Mayo Clinic's Dr. John Noseworthy pushes for telemedicine reform in op-ed

Telemedicine has a demonstrated track record for improving access to care and lowering the cost of care, but the federal government significantly lags behind states when it comes to telemedicine policy, wrote John Noseworthy, MD, president and CEO of Rochester, Minn.-based Mayo Clinic in an op-ed for the Pioneer Press.

Dr. Noseworthy wrote that the utilization of telemedicine has not kept pace with the capabilities of this technology because of regulatory barriers, and states have been more active in advancing such policies than the federal government.

For example, Minnesota passed two laws last year to support the use of telemedicine: a parity law requiring telemedicine services to be reimbursed the same as other healthcare services, and a law permitting Minnesota physicians to obtain medical licenses in other states.

"Laws such as the ones passed in Minnesota will help increase access to specialty treatment for patients no matter where they live and work," Dr.
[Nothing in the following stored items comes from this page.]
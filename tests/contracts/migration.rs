//! Legacy files are upgraded in place, or left untouched when that fails.

use rusqlite::Connection;
use tempfile::tempdir;

use racketbook::domain::entities::NewCombination;
use racketbook::domain::value_objects::timestamp;
use racketbook::infrastructure::repositories::{detect_shape, TableShape};
use racketbook::infrastructure::{
    JsonCombinationStore, MigrationOutcome, SqliteCombinationStore, DEFAULT_SQLITE_FILE,
};
use racketbook::{CombinationDraft, CombinationId, CombinationStore, StoreError};

use crate::common::{
    write_sqlite, LEGACY_JSON_DOCUMENT, LEGACY_TABLE_WITHOUT_IDS, LEGACY_TABLE_WITH_IDS,
};

fn new_combo() -> NewCombination {
    NewCombination::new(
        CombinationDraft::new("Two-Winged", "Carbon Speed", "Dignics 05")
            .with_rubber_back("Rasanter R47"),
        timestamp::now(),
    )
}

#[test]
fn contract_legacy_table_is_split_into_front_and_back() {
    let dir = tempdir().unwrap();
    let path = dir.path().join(DEFAULT_SQLITE_FILE);
    write_sqlite(&path, LEGACY_TABLE_WITH_IDS);

    let store = SqliteCombinationStore::open(&path).unwrap();
    assert_eq!(store.migration(), &MigrationOutcome::Migrated { rows: 2 });
    assert_eq!(store.shape(), &TableShape::Current);

    let list = store.list_all().unwrap();
    assert_eq!(list.len(), 2);
    assert_eq!(list[0].racket, "Defensive Blade");
    assert_eq!(list[0].rubber_front, "Palio CJ8000");
    assert_eq!(list[0].rubber_back, "");
    assert_eq!(list[1].id, CombinationId::new(1));

    let next = store.save(&new_combo()).unwrap();
    assert_eq!(next.id, CombinationId::new(3));
}

#[test]
fn contract_migration_runs_once() {
    let dir = tempdir().unwrap();
    let path = dir.path().join(DEFAULT_SQLITE_FILE);
    write_sqlite(&path, LEGACY_TABLE_WITH_IDS);

    drop(SqliteCombinationStore::open(&path).unwrap());
    let reopened = SqliteCombinationStore::open(&path).unwrap();
    assert_eq!(reopened.migration(), &MigrationOutcome::UpToDate);
    assert_eq!(reopened.list_all().unwrap().len(), 2);
}

#[test]
fn contract_oldest_table_uses_rowids_and_fills_blanks() {
    let dir = tempdir().unwrap();
    let path = dir.path().join(DEFAULT_SQLITE_FILE);
    write_sqlite(&path, LEGACY_TABLE_WITHOUT_IDS);

    let before = timestamp::now();
    let store = SqliteCombinationStore::open(&path).unwrap();
    assert_eq!(store.migration(), &MigrationOutcome::Migrated { rows: 2 });

    let list = store.list_all().unwrap();
    let ids: Vec<u64> = list.iter().map(|c| c.id.get()).collect();
    assert_eq!(ids, [2, 1]);

    let counter = &list[0];
    assert_eq!(counter.racket, "");
    assert_eq!(counter.rubber_front, "Sriver");
    assert_eq!(counter.notes, "");
    assert!(counter.saved_at >= before - chrono::Duration::seconds(1));

    assert_eq!(list[1].notes, "first bat");
}

#[test]
fn contract_failed_migration_leaves_file_readable_and_read_only() {
    let dir = tempdir().unwrap();
    let path = dir.path().join(DEFAULT_SQLITE_FILE);
    write_sqlite(
        &path,
        &format!("{LEGACY_TABLE_WITH_IDS} CREATE TABLE combinations_new (blocker TEXT);"),
    );

    let store = SqliteCombinationStore::open(&path).unwrap();
    assert!(store.migration().is_failed());

    let list = store.list_all().unwrap();
    assert_eq!(list.len(), 2);
    assert_eq!(list[1].rubber_front, "Tenergy 05");

    assert!(matches!(
        store.save(&new_combo()),
        Err(StoreError::Unavailable { .. })
    ));
    assert!(matches!(
        store.delete(CombinationId::new(1)),
        Err(StoreError::Unavailable { .. })
    ));
    drop(store);

    let conn = Connection::open(&path).unwrap();
    assert!(matches!(
        detect_shape(&conn).unwrap(),
        TableShape::Legacy { .. }
    ));
}

#[test]
fn contract_unrecognized_table_is_unavailable() {
    let dir = tempdir().unwrap();
    let path = dir.path().join(DEFAULT_SQLITE_FILE);
    write_sqlite(&path, "CREATE TABLE combinations (name TEXT, colour TEXT);");

    let store = SqliteCombinationStore::open(&path).unwrap();
    assert!(store.migration().is_failed());
    assert!(matches!(
        store.list_all(),
        Err(StoreError::Unavailable { .. })
    ));
}

#[test]
fn contract_legacy_json_document_loads_and_accepts_writes() {
    let dir = tempdir().unwrap();
    let store = JsonCombinationStore::in_dir(dir.path());
    std::fs::write(store.path(), LEGACY_JSON_DOCUMENT).unwrap();

    let list = store.list_all().unwrap();
    assert_eq!(list.len(), 2);
    assert_eq!(list[0].racket, "VISCARIA");
    assert_eq!(list[0].id, CombinationId::new(2));

    let saved = store.save(&new_combo()).unwrap();
    assert_eq!(saved.id, CombinationId::new(3));
    assert_eq!(store.list_all().unwrap()[0], saved);
}

#[test]
fn contract_damaged_database_opens_as_unavailable() {
    let dir = tempdir().unwrap();
    let path = dir.path().join(DEFAULT_SQLITE_FILE);
    let garbage = "this was never a sqlite database\n".repeat(64);
    std::fs::write(&path, &garbage).unwrap();

    let store = SqliteCombinationStore::open(&path).unwrap();
    assert!(store.migration().is_failed());
    assert!(matches!(store.shape(), TableShape::Unreadable { .. }));

    assert!(matches!(
        store.list_all(),
        Err(StoreError::Unavailable { .. })
    ));
    assert!(matches!(
        store.save(&new_combo()),
        Err(StoreError::Unavailable { .. })
    ));
    assert!(matches!(
        store.duplicate(CombinationId::new(1)),
        Err(StoreError::Unavailable { .. })
    ));
    drop(store);

    assert_eq!(std::fs::read_to_string(&path).unwrap(), garbage);
}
Noseworthy wrote. "Despite these gains at the state level, there has been less progress at the federal level."

Dr. Noseworthy mentions a research letter published in JAMA in May that reports less than 1 percent of Medicare beneficiaries living in rural areas received a telemedicine visit in 2013.

"Failure to update the telemedicine regulations contradicts the growing evidence that telemedicine increases patients' access to healthcare and reduces overall healthcare spending for the government," he wrote. "We are grateful to the Minnesota Legislature for championing telemedicine. We call on policymakers and other healthcare providers to join us in continuing to educate and advocate for the increase the use of this critical technology that has the power to transform the future of healthcare."